══ RECORDS ══
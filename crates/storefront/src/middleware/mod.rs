//! HTTP middleware stack for storefront.
//!
//! # Middleware Order (outermost first)
//!
//! 1. Sentry layers (hub per request, HTTP transaction)
//! 2. `TraceLayer` (request tracing)
//! 3. Request ID (add unique ID to each request)
//! 4. Session layer (tower-sessions with `PostgreSQL` store)
//!
//! Authentication is read per handler through the [`OptionalAuth`] and
//! [`RequireAuth`] extractors.

pub mod auth;
pub mod request_id;
pub mod session;

pub use auth::{OptionalAuth, RequireAuth};
pub use request_id::request_id_middleware;
pub use session::{create_session_layer, session_ttl};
═══
WHAT NEEDS TO BE DONE> Return each line from the entries above that includes "RequireAuth".

WRITTEN SOLUTION>
//! [`RequireAuth`] extractors.
pub use auth::{OptionalAuth, RequireAuth};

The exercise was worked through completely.